Nos últimos três anos, a morte esteve muito presente, mas aprendi com as histórias que falar de morte é também falar de vida.


Além do vírus, o fogo queimou a Amazônia, o Pantanal… e mesmo quem tava longe do fogo, não conseguiu fugir da fumaça. George Floyd foi morto dizendo "Eu não consigo respirar". A respiração é vital e em muitas histórias, o criador assopra na boca das suas criaturas e é assim que elas ganham vida. Dizem que esse sopro é a alma.


A minha sensação é que muitos segredos foram revelados nesses três anos.

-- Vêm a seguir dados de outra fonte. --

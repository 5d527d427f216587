//! `rembg` command-line entry point
//!
//! Only the `i` (single image) command is provided. Anything else prints the
//! help text and exits with status 1.

use crate::{
    models::DEFAULT_MODEL,
    processor::{BackgroundRemover, OnnxRemover},
    tracing_config::init_cli_tracing,
};
use anyhow::{Context, Result};
use clap::{error::ErrorKind, Args, CommandFactory, Parser, Subcommand};
use std::path::PathBuf;
use std::process::ExitCode;
use std::time::Instant;

/// Remove image backgrounds with rembg-compatible models
#[derive(Parser, Debug)]
#[command(author, version, about, long_about = None)]
#[command(name = "rembg")]
pub struct Cli {
    #[command(subcommand)]
    pub command: Option<Command>,

    /// Enable verbose logging (-v: INFO, -vv: DEBUG, -vvv: TRACE)
    #[arg(short, long, action = clap::ArgAction::Count, global = true)]
    pub verbose: u8,
}

#[derive(Subcommand, Debug)]
pub enum Command {
    /// Remove the background from a single image file
    I(ImageArgs),
}

#[derive(Args, Debug, Clone, PartialEq, Eq)]
pub struct ImageArgs {
    /// Model name
    #[arg(short, long, default_value = DEFAULT_MODEL)]
    pub model: String,

    /// Input image path
    #[arg(value_name = "INPUT")]
    pub input: PathBuf,

    /// Output image path (PNG)
    #[arg(value_name = "OUTPUT")]
    pub output: PathBuf,
}

/// Main CLI entry point
pub async fn main() -> ExitCode {
    let cli = match Cli::try_parse() {
        Ok(cli) => cli,
        Err(e) => return exit_for_parse_error(&e),
    };

    if let Err(e) = init_cli_tracing(cli.verbose) {
        eprintln!("Error: failed to initialize tracing: {e:#}");
        return ExitCode::FAILURE;
    }

    let Some(Command::I(args)) = cli.command else {
        let _ = Cli::command().print_help();
        return ExitCode::FAILURE;
    };

    // The input check comes before reading the environment so a missing
    // input always reports itself
    let result = match ensure_input_exists(&args)
        .and_then(|()| OnnxRemover::from_env().context("Invalid environment configuration"))
    {
        Ok(remover) => run_image_command(&remover, &args).await,
        Err(e) => Err(e),
    };

    match result {
        Ok(()) => ExitCode::SUCCESS,
        Err(e) => {
            eprintln!("Error: {e:#}");
            ExitCode::FAILURE
        },
    }
}

/// Run the `i` command against a background remover
///
/// The input is checked before the remover is touched; a missing input
/// never creates a session.
///
/// # Errors
/// - Input file does not exist
/// - Session creation or removal failures
/// - File system errors reading the input or writing the output
pub async fn run_image_command<R: BackgroundRemover>(remover: &R, args: &ImageArgs) -> Result<()> {
    ensure_input_exists(args)?;

    let start = Instant::now();
    tracing::info!(
        model = %args.model,
        input = %args.input.display(),
        output = %args.output.display(),
        "Removing background"
    );

    let mut session = remover
        .new_session(&args.model)
        .await
        .with_context(|| format!("Failed to create session for model '{}'", args.model))?;

    if let Some(parent) = args.output.parent().filter(|p| !p.as_os_str().is_empty()) {
        tokio::fs::create_dir_all(parent)
            .await
            .with_context(|| format!("Failed to create output directory {}", parent.display()))?;
    }

    let input = tokio::fs::read(&args.input)
        .await
        .with_context(|| format!("Failed to read {}", args.input.display()))?;

    let output = remover
        .remove(&input, &mut session)
        .with_context(|| format!("Failed to remove background from {}", args.input.display()))?;

    tokio::fs::write(&args.output, &output)
        .await
        .with_context(|| format!("Failed to write {}", args.output.display()))?;

    tracing::info!(
        bytes = output.len(),
        elapsed_ms = start.elapsed().as_millis() as u64,
        "Wrote {}",
        args.output.display()
    );
    Ok(())
}

fn ensure_input_exists(args: &ImageArgs) -> Result<()> {
    if !args.input.exists() {
        anyhow::bail!("input file not found: {}", args.input.display());
    }
    Ok(())
}

fn exit_for_parse_error(error: &clap::Error) -> ExitCode {
    match error.kind() {
        ErrorKind::DisplayHelp | ErrorKind::DisplayVersion => {
            let _ = error.print();
            ExitCode::SUCCESS
        },
        _ => {
            let _ = error.print();
            eprintln!("{}", Cli::command().render_help());
            ExitCode::FAILURE
        },
    }
}
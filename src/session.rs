//! Inference sessions for catalog models
//!
//! A session pairs a catalog entry with a loaded backend. Creating one makes
//! sure the model file is present in the model home, downloading it on first
//! use, and then hands the file to ONNX Runtime.

use crate::{
    cache::ModelCache,
    config::SessionConfig,
    download::ModelDownloader,
    error::Result,
    inference::InferenceBackend,
    models::{find_model, ModelDescriptor},
};
use std::path::PathBuf;

/// A loaded model, reusable across calls to [`crate::remove`]
pub struct Session {
    model: &'static ModelDescriptor,
    backend: Box<dyn InferenceBackend>,
}

impl std::fmt::Debug for Session {
    fn fmt(&self, f: &mut std::fmt::Formatter<'_>) -> std::fmt::Result {
        f.debug_struct("Session")
            .field("model", &self.model.name)
            .field("backend", &self.backend.model_name())
            .finish()
    }
}

impl Session {
    /// Wrap an already loaded backend
    #[must_use]
    pub fn with_backend(model: &'static ModelDescriptor, backend: Box<dyn InferenceBackend>) -> Self {
        Self { model, backend }
    }

    #[must_use]
    pub fn model(&self) -> &'static ModelDescriptor {
        self.model
    }

    #[must_use]
    pub fn model_name(&self) -> &'static str {
        self.model.name
    }

    pub(crate) fn backend_mut(&mut self) -> &mut dyn InferenceBackend {
        self.backend.as_mut()
    }
}

/// Create a session for a named model
///
/// # Errors
/// - Unknown model name
/// - Model home not usable, or download failure
/// - ONNX Runtime failed to load the model
/// - Built without the `onnx` feature
pub async fn new_session(model_name: &str, config: &SessionConfig) -> Result<Session> {
    let model = find_model(model_name)?;
    tracing::info!(model = model.name, provider = %config.execution_provider, "Creating session");

    #[cfg(feature = "onnx")]
    {
        let model_path = ensure_model(model, config, cfg!(feature = "cli")).await?;
        let backend = crate::backends::OnnxBackend::load(model.name, &model_path, config)?;
        Ok(Session::with_backend(model, Box::new(backend)))
    }

    #[cfg(not(feature = "onnx"))]
    {
        let _ = config;
        Err(crate::error::RembgError::invalid_config(format!(
            "Cannot load model '{}': built without the `onnx` feature",
            model.name
        )))
    }
}

/// Make sure a model file is present in the model home and return its path
///
/// Cached files are reused. When checksum verification is enabled, a cached
/// file that no longer matches its manifest is downloaded again.
///
/// # Errors
/// - Model home not usable
/// - I/O errors while verifying the cached file
/// - Download failure
pub async fn ensure_model(
    model: &'static ModelDescriptor,
    config: &SessionConfig,
    show_progress: bool,
) -> Result<PathBuf> {
    let cache = ModelCache::new(config)?;
    let model_path = cache.model_path(model);

    if cache.is_model_cached(model) {
        if !config.verify_checksums {
            tracing::debug!(model = model.name, "Using cached model without verification");
            return Ok(model_path);
        }
        if cache.verify_cached_model(model)? {
            tracing::debug!(model = model.name, path = %model_path.display(), "Using cached model");
            return Ok(model_path);
        }
        tracing::warn!(model = model.name, "Cached model is corrupt, downloading again");
    }

    ModelDownloader::new(cache)?
        .download_model(model, show_progress)
        .await
}

#[cfg(test)]
mod tests {
    use super::*;
    use crate::{
        backends::test_utils::{MockBackend, MockMask},
        cache::{file_sha256, CachedModelManifest},
        error::RembgError,
    };
    use tempfile::TempDir;

    #[tokio::test]
    async fn test_unknown_model_fails_before_touching_disk() {
        let temp_dir = TempDir::new().unwrap();
        let home = temp_dir.path().join("models");
        let config = SessionConfig::default().with_model_home(&home);

        let err = new_session("not-a-model", &config).await.unwrap_err();
        assert!(matches!(err, RembgError::UnsupportedModel { .. }));
        assert!(!home.exists());
    }

    #[tokio::test]
    async fn test_cached_model_is_reused() {
        let temp_dir = TempDir::new().unwrap();
        let model = find_model("u2netp").unwrap();
        let config = SessionConfig::default().with_model_home(temp_dir.path());

        let cached = temp_dir.path().join(model.file_name());
        std::fs::write(&cached, b"onnx bytes").unwrap();

        let path = ensure_model(model, &config, false).await.unwrap();
        assert_eq!(path, cached);
    }

    #[tokio::test]
    async fn test_verified_model_is_reused() {
        let temp_dir = TempDir::new().unwrap();
        let model = find_model("silueta").unwrap();
        let config = SessionConfig::default().with_model_home(temp_dir.path());
        let cache = ModelCache::with_custom_cache_dir(temp_dir.path()).unwrap();

        let cached = cache.model_path(model);
        std::fs::write(&cached, b"verified bytes").unwrap();
        let manifest = CachedModelManifest {
            model: model.name.to_string(),
            url: model.url(),
            sha256: file_sha256(&cached).unwrap(),
            size_bytes: 14,
            downloaded_at: chrono::Utc::now(),
        };
        cache.write_manifest(model, &manifest).unwrap();

        let path = ensure_model(model, &config, false).await.unwrap();
        assert_eq!(path, cached);
    }

    #[tokio::test]
    async fn test_corrupt_model_skipped_when_verification_disabled() {
        let temp_dir = TempDir::new().unwrap();
        let model = find_model("u2net").unwrap();
        let config = SessionConfig::default()
            .with_model_home(temp_dir.path())
            .with_checksum_verification(false);
        let cache = ModelCache::with_custom_cache_dir(temp_dir.path()).unwrap();

        std::fs::write(cache.model_path(model), b"tampered").unwrap();
        let manifest = CachedModelManifest {
            model: model.name.to_string(),
            url: model.url(),
            sha256: "0".repeat(64),
            size_bytes: 8,
            downloaded_at: chrono::Utc::now(),
        };
        cache.write_manifest(model, &manifest).unwrap();

        let path = ensure_model(model, &config, false).await.unwrap();
        assert_eq!(path, cache.model_path(model));
    }

    #[test]
    fn test_session_with_backend() {
        let model = find_model("isnet-general-use").unwrap();
        let session = Session::with_backend(model, Box::new(MockBackend::new(MockMask::Disc)));

        assert_eq!(session.model_name(), "isnet-general-use");
        assert_eq!(session.model().preprocessing.target_size, 1024);
        assert!(format!("{session:?}").contains("mock-model"));
    }
}
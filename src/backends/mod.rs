//! Backend implementations for different inference engines

#[cfg(feature = "onnx")]
pub mod onnx;

// Test utilities for backend testing
#[cfg(test)]
pub mod test_utils;

#[cfg(feature = "onnx")]
pub use self::onnx::OnnxBackend;
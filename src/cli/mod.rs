//! CLI module for the rembg-lite library
//!
//! This module is only available when the "cli" feature is enabled.

#[path = "main.rs"]
mod main_impl;

pub use main_impl::{main, run_image_command, Cli, Command, ImageArgs};
//! ONNX Runtime backend
//!
//! Loads a catalog model file into an `ort` session and runs it with
//! positional inputs and outputs, so models exported with different tensor
//! names work the same way.

use crate::config::{ExecutionProvider, SessionConfig};
use crate::error::{RembgError, Result};
use crate::inference::InferenceBackend;
use ndarray::{Array4, Ix4};
use ort::execution_providers::{
    CUDAExecutionProvider, CoreMLExecutionProvider, ExecutionProvider as OrtExecutionProvider,
    ExecutionProviderDispatch,
};
use ort::session::{builder::GraphOptimizationLevel, Session};
use ort::value::Value;
use std::path::Path;
use std::time::Instant;

/// ONNX Runtime backend for running background removal models
#[derive(Debug)]
pub struct OnnxBackend {
    session: Session,
    model_name: String,
}

impl OnnxBackend {
    /// Load a model file into a new ONNX Runtime session
    ///
    /// # Errors
    /// - Session builder configuration failures
    /// - Model file missing or not a valid ONNX graph
    pub fn load(model_name: &str, model_path: &Path, config: &SessionConfig) -> Result<Self> {
        let load_start = Instant::now();

        let mut session_builder = Session::builder()
            .map_err(|e| RembgError::inference(format!("Failed to create session builder: {e}")))?
            .with_optimization_level(GraphOptimizationLevel::Level3)
            .map_err(|e| {
                RembgError::inference(format!("Failed to set optimization level: {e}"))
            })?;

        let providers = Self::select_providers(config.execution_provider);
        if !providers.is_empty() {
            session_builder = session_builder
                .with_execution_providers(providers)
                .map_err(|e| {
                    RembgError::inference(format!("Failed to set execution providers: {e}"))
                })?;
        }

        let intra_threads = if config.intra_threads > 0 {
            config.intra_threads
        } else {
            std::thread::available_parallelism()
                .map(std::num::NonZeroUsize::get)
                .unwrap_or(4)
        };
        let inter_threads = if config.inter_threads > 0 {
            config.inter_threads
        } else {
            (intra_threads / 4).max(1)
        };

        let session = session_builder
            .with_intra_threads(intra_threads)
            .map_err(|e| RembgError::inference(format!("Failed to set intra threads: {e}")))?
            .with_inter_threads(inter_threads)
            .map_err(|e| RembgError::inference(format!("Failed to set inter threads: {e}")))?
            .commit_from_file(model_path)
            .map_err(|e| {
                RembgError::model(format!(
                    "Failed to load model '{model_name}' from '{}': {e}",
                    model_path.display()
                ))
            })?;

        log::debug!("ONNX Runtime session created");
        log::debug!("  - Model: {model_name} ({})", model_path.display());
        log::debug!("  - Requested provider: {}", config.execution_provider);
        log::debug!("  - Threading: {intra_threads} intra-op, {inter_threads} inter-op");
        log::info!(
            "Model '{model_name}' loaded in {:.0}ms",
            load_start.elapsed().as_secs_f64() * 1000.0
        );

        Ok(Self {
            session,
            model_name: model_name.to_string(),
        })
    }

    /// Execution providers to register, CPU being implicit
    fn select_providers(requested: ExecutionProvider) -> Vec<ExecutionProviderDispatch> {
        let cuda_available =
            || OrtExecutionProvider::is_available(&CUDAExecutionProvider::default()).unwrap_or(false);
        let coreml_available = || {
            OrtExecutionProvider::is_available(&CoreMLExecutionProvider::default()).unwrap_or(false)
        };

        match requested {
            ExecutionProvider::Auto => {
                let mut providers = Vec::new();
                if cuda_available() {
                    log::info!("CUDA execution provider is available and will be used");
                    providers.push(CUDAExecutionProvider::default().build());
                }
                if coreml_available() {
                    log::info!("CoreML execution provider is available and will be used");
                    providers.push(CoreMLExecutionProvider::default().with_subgraphs(true).build());
                }
                if providers.is_empty() {
                    log::debug!("No hardware acceleration available, using CPU");
                }
                providers
            },
            ExecutionProvider::Cpu => {
                log::info!("Using CPU execution provider");
                Vec::new()
            },
            ExecutionProvider::Cuda => {
                if cuda_available() {
                    log::info!("Using CUDA execution provider");
                    vec![CUDAExecutionProvider::default().build()]
                } else {
                    log::warn!("CUDA execution provider requested but not available, falling back to CPU");
                    Vec::new()
                }
            },
            ExecutionProvider::CoreMl => {
                if coreml_available() {
                    log::info!("Using CoreML execution provider");
                    vec![CoreMLExecutionProvider::default().with_subgraphs(true).build()]
                } else {
                    log::warn!("CoreML execution provider requested but not available, falling back to CPU");
                    Vec::new()
                }
            },
        }
    }

    /// List execution providers with their availability
    pub fn list_providers() -> Vec<(String, bool)> {
        vec![
            ("CPU".to_string(), true),
            (
                "CUDA".to_string(),
                OrtExecutionProvider::is_available(&CUDAExecutionProvider::default())
                    .unwrap_or(false),
            ),
            (
                "CoreML".to_string(),
                OrtExecutionProvider::is_available(&CoreMLExecutionProvider::default())
                    .unwrap_or(false),
            ),
        ]
    }
}

impl InferenceBackend for OnnxBackend {
    fn infer(&mut self, input: &Array4<f32>) -> Result<Array4<f32>> {
        let inference_start = Instant::now();
        log::debug!("Starting inference with input shape: {:?}", input.dim());

        let input_value = Value::from_array(input.clone()).map_err(|e| {
            RembgError::processing(format!("Failed to convert input tensor: {e}"))
        })?;

        let outputs = self
            .session
            .run(ort::inputs![input_value])
            .map_err(|e| RembgError::inference(format!("ONNX inference failed: {e}")))?;

        // Positional access: the mask is always the first output
        let output_tensor = {
            let keys: Vec<_> = outputs.keys().collect();
            let first_key = keys
                .first()
                .ok_or_else(|| RembgError::processing("No output tensors found"))?;
            outputs
                .get(first_key)
                .ok_or_else(|| RembgError::processing("First output tensor not found"))?
                .try_extract_array::<f32>()
                .map_err(|e| {
                    RembgError::processing(format!("Failed to extract output tensor: {e}"))
                })?
        };

        let rank = output_tensor.ndim();
        let result = output_tensor
            .to_owned()
            .into_dimensionality::<Ix4>()
            .map_err(|_| {
                RembgError::processing(format!("Expected 4D output tensor, got {rank}D"))
            })?;

        log::info!(
            "Inference complete: {:.2}ms",
            inference_start.elapsed().as_secs_f64() * 1000.0
        );
        Ok(result)
    }

    fn model_name(&self) -> &str {
        &self.model_name
    }
}

#[cfg(test)]
mod tests {
    use super::*;

    #[test]
    fn test_cpu_provider_always_listed() {
        let providers = OnnxBackend::list_providers();
        assert_eq!(providers.first(), Some(&("CPU".to_string(), true)));
        assert_eq!(providers.len(), 3);
    }

    #[test]
    fn test_explicit_cpu_registers_nothing() {
        assert!(OnnxBackend::select_providers(ExecutionProvider::Cpu).is_empty());
    }

    #[test]
    fn test_missing_model_file_is_a_model_error() {
        let temp_dir = tempfile::TempDir::new().unwrap();
        let missing = temp_dir.path().join("absent.onnx");
        let config = SessionConfig::default().with_execution_provider(ExecutionProvider::Cpu);

        let err = OnnxBackend::load("u2net", &missing, &config).unwrap_err();
        assert!(matches!(err, RembgError::Model(_)));
        assert!(err.to_string().contains("absent.onnx"));
    }
}
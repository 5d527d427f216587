//! Configuration types for session construction

use crate::error::{RembgError, Result};
use serde::{Deserialize, Serialize};
use std::path::PathBuf;
use std::str::FromStr;

/// Environment variable overriding the model home directory
pub const MODEL_HOME_ENV: &str = "U2NET_HOME";
/// Environment variable that disables verification of cached models when set
pub const CHECKSUM_DISABLED_ENV: &str = "MODEL_CHECKSUM_DISABLED";
/// Environment variable holding the intra-op thread count
pub const THREADS_ENV: &str = "OMP_NUM_THREADS";
/// Environment variable selecting the execution provider
pub const EXECUTION_PROVIDER_ENV: &str = "REMBG_EXECUTION_PROVIDER";

/// Execution provider options for ONNX Runtime
#[derive(Debug, Clone, Copy, PartialEq, Eq, Default, Serialize, Deserialize)]
pub enum ExecutionProvider {
    /// Auto-detect best available provider (CUDA > `CoreML` > CPU)
    #[default]
    Auto,
    /// CPU execution (always available)
    Cpu,
    /// NVIDIA CUDA GPU acceleration
    Cuda,
    /// Apple Silicon acceleration
    CoreMl,
}

impl std::fmt::Display for ExecutionProvider {
    fn fmt(&self, f: &mut std::fmt::Formatter<'_>) -> std::fmt::Result {
        match self {
            Self::Auto => write!(f, "auto"),
            Self::Cpu => write!(f, "cpu"),
            Self::Cuda => write!(f, "cuda"),
            Self::CoreMl => write!(f, "coreml"),
        }
    }
}

impl FromStr for ExecutionProvider {
    type Err = RembgError;

    fn from_str(s: &str) -> Result<Self> {
        match s.trim().to_ascii_lowercase().as_str() {
            "" | "auto" => Ok(Self::Auto),
            "cpu" => Ok(Self::Cpu),
            "cuda" => Ok(Self::Cuda),
            "coreml" => Ok(Self::CoreMl),
            other => Err(RembgError::invalid_config(format!(
                "Unknown execution provider '{other}'. Expected one of: auto, cpu, cuda, coreml"
            ))),
        }
    }
}

/// Settings used by the session factory
#[derive(Debug, Clone, PartialEq, Eq)]
pub struct SessionConfig {
    /// Execution provider for ONNX Runtime
    pub execution_provider: ExecutionProvider,
    /// Intra-op threads (0 = auto)
    pub intra_threads: usize,
    /// Inter-op threads (0 = auto)
    pub inter_threads: usize,
    /// Model home override (None = `~/.u2net`)
    pub model_home: Option<PathBuf>,
    /// Verify cached model files against their manifest before loading
    pub verify_checksums: bool,
}

impl Default for SessionConfig {
    fn default() -> Self {
        Self {
            execution_provider: ExecutionProvider::Auto,
            intra_threads: 0,
            inter_threads: 0,
            model_home: None,
            verify_checksums: true,
        }
    }
}

impl SessionConfig {
    /// Build configuration from the process environment
    ///
    /// # Errors
    /// - Unparseable `REMBG_EXECUTION_PROVIDER` or `OMP_NUM_THREADS`
    pub fn from_env() -> Result<Self> {
        Self::from_lookup(|key| std::env::var(key).ok())
    }

    /// Build configuration from an arbitrary variable lookup
    ///
    /// # Errors
    /// - Unparseable execution provider or thread count
    pub fn from_lookup<F>(lookup: F) -> Result<Self>
    where
        F: Fn(&str) -> Option<String>,
    {
        let mut config = Self::default();

        if let Some(home) = lookup(MODEL_HOME_ENV).filter(|value| !value.is_empty()) {
            config.model_home = Some(PathBuf::from(home));
        }

        if lookup(CHECKSUM_DISABLED_ENV).is_some() {
            config.verify_checksums = false;
        }

        if let Some(threads) = lookup(THREADS_ENV) {
            config.intra_threads = threads.trim().parse().map_err(|_| {
                RembgError::invalid_config(format!(
                    "{THREADS_ENV} must be a non-negative integer, got '{threads}'"
                ))
            })?;
        }

        if let Some(provider) = lookup(EXECUTION_PROVIDER_ENV) {
            config.execution_provider = provider.parse()?;
        }

        Ok(config)
    }

    pub fn with_execution_provider(mut self, provider: ExecutionProvider) -> Self {
        self.execution_provider = provider;
        self
    }

    pub fn with_intra_threads(mut self, threads: usize) -> Self {
        self.intra_threads = threads;
        self
    }

    pub fn with_inter_threads(mut self, threads: usize) -> Self {
        self.inter_threads = threads;
        self
    }

    pub fn with_model_home<P: Into<PathBuf>>(mut self, home: P) -> Self {
        self.model_home = Some(home.into());
        self
    }

    pub fn with_checksum_verification(mut self, verify: bool) -> Self {
        self.verify_checksums = verify;
        self
    }
}

#[cfg(test)]
mod tests {
    use super::*;
    use std::collections::HashMap;

    fn lookup_from(pairs: &[(&str, &str)]) -> impl Fn(&str) -> Option<String> {
        let vars: HashMap<String, String> = pairs
            .iter()
            .map(|(k, v)| ((*k).to_string(), (*v).to_string()))
            .collect();
        move |key| vars.get(key).cloned()
    }

    #[test]
    fn test_default_config() {
        let config = SessionConfig::default();
        assert_eq!(config.execution_provider, ExecutionProvider::Auto);
        assert_eq!(config.intra_threads, 0);
        assert!(config.model_home.is_none());
        assert!(config.verify_checksums);
    }

    #[test]
    fn test_empty_environment_gives_defaults() {
        let config = SessionConfig::from_lookup(lookup_from(&[])).unwrap();
        assert_eq!(config, SessionConfig::default());
    }

    #[test]
    fn test_environment_overrides() {
        let config = SessionConfig::from_lookup(lookup_from(&[
            ("U2NET_HOME", "/opt/models"),
            ("MODEL_CHECKSUM_DISABLED", "1"),
            ("OMP_NUM_THREADS", "4"),
            ("REMBG_EXECUTION_PROVIDER", "CPU"),
        ]))
        .unwrap();

        assert_eq!(config.model_home, Some(PathBuf::from("/opt/models")));
        assert!(!config.verify_checksums);
        assert_eq!(config.intra_threads, 4);
        assert_eq!(config.execution_provider, ExecutionProvider::Cpu);
    }

    #[test]
    fn test_empty_model_home_is_ignored() {
        let config = SessionConfig::from_lookup(lookup_from(&[("U2NET_HOME", "")])).unwrap();
        assert!(config.model_home.is_none());
    }

    #[test]
    fn test_invalid_thread_count() {
        let err = SessionConfig::from_lookup(lookup_from(&[("OMP_NUM_THREADS", "many")]))
            .unwrap_err();
        assert!(err.to_string().contains("OMP_NUM_THREADS"));
    }

    #[test]
    fn test_execution_provider_parsing() {
        assert_eq!("auto".parse::<ExecutionProvider>().unwrap(), ExecutionProvider::Auto);
        assert_eq!("cuda".parse::<ExecutionProvider>().unwrap(), ExecutionProvider::Cuda);
        assert_eq!("CoreML".parse::<ExecutionProvider>().unwrap(), ExecutionProvider::CoreMl);
        assert!("tpu".parse::<ExecutionProvider>().is_err());
    }

    #[test]
    fn test_execution_provider_display_roundtrip() {
        for provider in [
            ExecutionProvider::Auto,
            ExecutionProvider::Cpu,
            ExecutionProvider::Cuda,
            ExecutionProvider::CoreMl,
        ] {
            assert_eq!(provider.to_string().parse::<ExecutionProvider>().unwrap(), provider);
        }
    }

    #[test]
    fn test_builder_methods() {
        let config = SessionConfig::default()
            .with_execution_provider(ExecutionProvider::Cuda)
            .with_intra_threads(8)
            .with_inter_threads(2)
            .with_model_home("/tmp/models")
            .with_checksum_verification(false);

        assert_eq!(config.execution_provider, ExecutionProvider::Cuda);
        assert_eq!(config.intra_threads, 8);
        assert_eq!(config.inter_threads, 2);
        assert_eq!(config.model_home, Some(PathBuf::from("/tmp/models")));
        assert!(!config.verify_checksums);
    }
}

Na política, na economia, na educação, na saúde, nas famílias, em cada um de nós, o próprio Estado apareceu nu como o rei da história, estava nu em seu desejo de aniquilação da vida.


Quando segredos assim são revelados, isso eu aprendi com as histórias também, mesmo que tudo pareça igual, tudo muda profundamente. Existem segredos que não podem ser ignorados.


Escrevo hoje, dia 16 de dezembro de 2022 e depois de quase três anos fugindo, ele finalmente chegou na minha casa. Estamos todes bem graças às vacinas e àlguma sorte e, essa visita, me parece anunciar um novo ciclo. Assim espero.


Nesses três últimos anos tão desafiadores aprendi a perceber quando e como as sementes do futuro me visitam no presente. Tudo que tenho feito nesse tempo está, de alguma maneira, nutrindo sementes de possibilidades em mim, para mim - no mundo, para o mundo.


Vivo numa cidade bem pequena, longe de família e amigos eu fiquei, literalmente, dentro de casa nos dois primeiros anos. Em 2022, mesmo saindo um pouco mais, passo a grande maioria dos meus dias em casa. Misturado a tudo que compõem meu cotidiano que envolve cuidar das crianças (3 e 6 anos - minha pequena tinha seis meses quando tudo fechou), da comida, da casa, dos bichos, de mim, nesses três anos, basicamente eu me dediquei a:


1- encontrar caminhos práticos pra deixar de contribuir com um mundo que não serve pra maioria de nós. perceber a minha parte no fortalecimento de um mundo injusto, desigual, onde existem vidas que valem mais do que outras.


2 - deixar morrer a parte de mim que, muitas vezes por medo, não confia na potência do que faz e do que tem pra oferecer. deixar morrer a parte de mim que acredita, por algum motivo, que pra mim algumas coisas não são permitidas.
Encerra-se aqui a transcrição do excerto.